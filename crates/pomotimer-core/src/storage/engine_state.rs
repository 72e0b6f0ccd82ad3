//! Suspended engine state for short-lived drivers.
//!
//! The CLI exits between commands, so it parks the engine's
//! [`EngineSnapshot`] in `engine.json` and restores it on the next call.
//! Because the snapshot holds absolute instants, a restored engine picks up
//! exactly where the wall clock says it should be.

use std::path::{Path, PathBuf};

use super::{data_dir, read_json, write_atomic};
use crate::error::StoreError;
use crate::timer::EngineSnapshot;

pub const ENGINE_STATE_FILE: &str = "engine.json";

#[derive(Debug, Clone)]
pub struct EngineStateStore {
    path: PathBuf,
}

impl EngineStateStore {
    pub fn open() -> Self {
        Self::with_path(data_dir().join(ENGINE_STATE_FILE))
    }

    pub fn with_path(path: impl Into<PathBuf>) -> Self {
        Self { path: path.into() }
    }

    pub fn path(&self) -> &Path {
        &self.path
    }

    /// Last saved snapshot, or `None` when missing or unreadable.
    pub fn load(&self) -> Option<EngineSnapshot> {
        match read_json(&self.path) {
            Ok(snapshot) => snapshot,
            Err(e) => {
                tracing::warn!(error = %e, "discarding unreadable engine state");
                None
            }
        }
    }

    pub fn save(&self, snapshot: &EngineSnapshot) -> Result<(), StoreError> {
        let content = serde_json::to_string_pretty(snapshot)?;
        write_atomic(&self.path, content.as_bytes())
    }
}
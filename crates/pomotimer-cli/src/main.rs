use clap::{Parser, Subcommand};
use tracing_subscriber::EnvFilter;

mod commands;
mod notifier;

#[derive(Parser)]
#[command(name = "pomotimer", version, about = "Focus/break interval timer")]
struct Cli {
    /// Log filter (e.g. "warn", "pomotimer_core=debug"); RUST_LOG takes precedence
    #[arg(long, global = true, default_value = "warn")]
    log_level: String,

    #[command(subcommand)]
    command: Commands,
}

#[derive(Subcommand)]
enum Commands {
    /// Timer control
    Timer {
        #[command(subcommand)]
        action: commands::timer::TimerAction,
    },
    /// Session history
    History {
        #[command(subcommand)]
        action: commands::history::HistoryAction,
    },
    /// Configuration management
    Config {
        #[command(subcommand)]
        action: commands::config::ConfigAction,
    },
}

fn init_logging(level: &str) {
    let filter = EnvFilter::try_from_default_env()
        .or_else(|_| EnvFilter::try_new(level))
        .unwrap_or_else(|_| EnvFilter::new("warn"));

    tracing_subscriber::fmt()
        .with_env_filter(filter)
        .with_target(false)
        .with_writer(std::io::stderr)
        .init();
}

fn main() {
    let cli = Cli::parse();
    init_logging(&cli.log_level);

    let result = match cli.command {
        Commands::Timer { action } => commands::timer::run(action),
        Commands::History { action } => commands::history::run(action),
        Commands::Config { action } => commands::config::run(action),
    };

    if let Err(e) = result {
        eprintln!("error: {e}");
        std::process::exit(1);
    }
}
mod config;
mod envelope;
mod error;
mod runner;
mod tls;
mod transport;

use config::RunConfig;
use envelope::add_request_item;
use error::Result;
use log::info;
use runner::Runner;
use std::process::ExitCode;
use transport::HyperTransport;

#[tokio::main(flavor = "current_thread")]
async fn main() -> Result<ExitCode> {
    pretty_env_logger::init();

    let config = RunConfig::from_args(std::env::args())?;
    info!("{:?} run against {}", config.mode, config.url);

    let transport = HyperTransport::new(config.url.clone(), config.verify_tls);
    let mut runner = Runner::new(config, Box::new(add_request_item), std::io::stdout().lock());
    let report = runner.run(&transport).await?;

    if report.is_success() {
        Ok(ExitCode::SUCCESS)
    } else {
        Ok(ExitCode::FAILURE)
    }
}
● ● ●
→ **EXERCISE PROMPT**: Once you have read the entries, write them all out again exactly.

→ **SOLUTION FOR THIS TASK**:
filename crates/pomotimer-core/src/storage/engine_state.rs
repository 72e0b6f0ccd82ad3
//! Suspended engine state for short-lived drivers.
//!
//! The CLI exits between commands, so it parks the engine's
//! [`EngineSnapshot`] in `engine.json` and restores it on the next call.
//! Because the snapshot holds absolute instants, a restored engine picks up
//! exactly where the wall clock says it should be.

use std::path::{Path, PathBuf};

use super::{data_dir, read_json, write_atomic};
use crate::error::StoreError;
use crate::timer::EngineSnapshot;

pub const ENGINE_STATE_FILE: &str = "engine.json";

#[derive(Debug, Clone)]
pub struct EngineStateStore {
    path: PathBuf,
}

impl EngineStateStore {
    pub fn open() -> Self {
        Self::with_path(data_dir().join(ENGINE_STATE_FILE))
    }

    pub fn with_path(path: impl Into<PathBuf>) -> Self {
        Self { path: path.into() }
    }

    pub fn path(&self) -> &Path {
        &self.path
    }

    /// Last saved snapshot, or `None` when missing or unreadable.
    pub fn load(&self) -> Option<EngineSnapshot> {
        match read_json(&self.path) {
            Ok(snapshot) => snapshot,
            Err(e) => {
                tracing::warn!(error = %e, "discarding unreadable engine state");
                None
            }
        }
    }

    pub fn save(&self, snapshot: &EngineSnapshot) -> Result<(), StoreError> {
        let content = serde_json::to_string_pretty(snapshot)?;
        write_atomic(&self.path, content.as_bytes())
    }
}
filename crates/pomotimer-cli/src/main.rs
use clap::{Parser, Subcommand};
use tracing_subscriber::EnvFilter;

mod commands;
mod notifier;

#[derive(Parser)]
#[command(name = "pomotimer", version, about = "Focus/break interval timer")]
struct Cli {
    /// Log filter (e.g. "warn", "pomotimer_core=debug"); RUST_LOG takes precedence
    #[arg(long, global = true, default_value = "warn")]
    log_level: String,

    #[command(subcommand)]
    command: Commands,
}

#[derive(Subcommand)]
enum Commands {
    /// Timer control
    Timer {
        #[command(subcommand)]
        action: commands::timer::TimerAction,
    },
    /// Session history
    History {
        #[command(subcommand)]
        action: commands::history::HistoryAction,
    },
    /// Configuration management
    Config {
        #[command(subcommand)]
        action: commands::config::ConfigAction,
    },
}

fn init_logging(level: &str) {
    let filter = EnvFilter::try_from_default_env()
        .or_else(|_| EnvFilter::try_new(level))
        .unwrap_or_else(|_| EnvFilter::new("warn"));

    tracing_subscriber::fmt()
        .with_env_filter(filter)
        .with_target(false)
        .with_writer(std::io::stderr)
        .init();
}

fn main() {
    let cli = Cli::parse();
    init_logging(&cli.log_level);

    let result = match cli.command {
        Commands::Timer { action } => commands::timer::run(action),
        Commands::History { action } => commands::history::run(action),
        Commands::Config { action } => commands::config::run(action),
    };

    if let Err(e) = result {
        eprintln!("error: {e}");
        std::process::exit(1);
    }
}
mod config;
mod envelope;
mod error;
mod runner;
mod tls;
mod transport;

use config::RunConfig;
use envelope::add_request_item;
use error::Result;
use log::info;
use runner::Runner;
use std::process::ExitCode;
use transport::HyperTransport;

#[tokio::main(flavor = "current_thread")]
async fn main() -> Result<ExitCode> {
    pretty_env_logger::init();

    let config = RunConfig::from_args(std::env::args())?;
    info!("{:?} run against {}", config.mode, config.url);

    let transport = HyperTransport::new(config.url.clone(), config.verify_tls);
    let mut runner = Runner::new(config, Box::new(add_request_item), std::io::stdout().lock());
    let report = runner.run(&transport).await?;

    if report.is_success() {
        Ok(ExitCode::SUCCESS)
    } else {
        Ok(ExitCode::FAILURE)
    }
}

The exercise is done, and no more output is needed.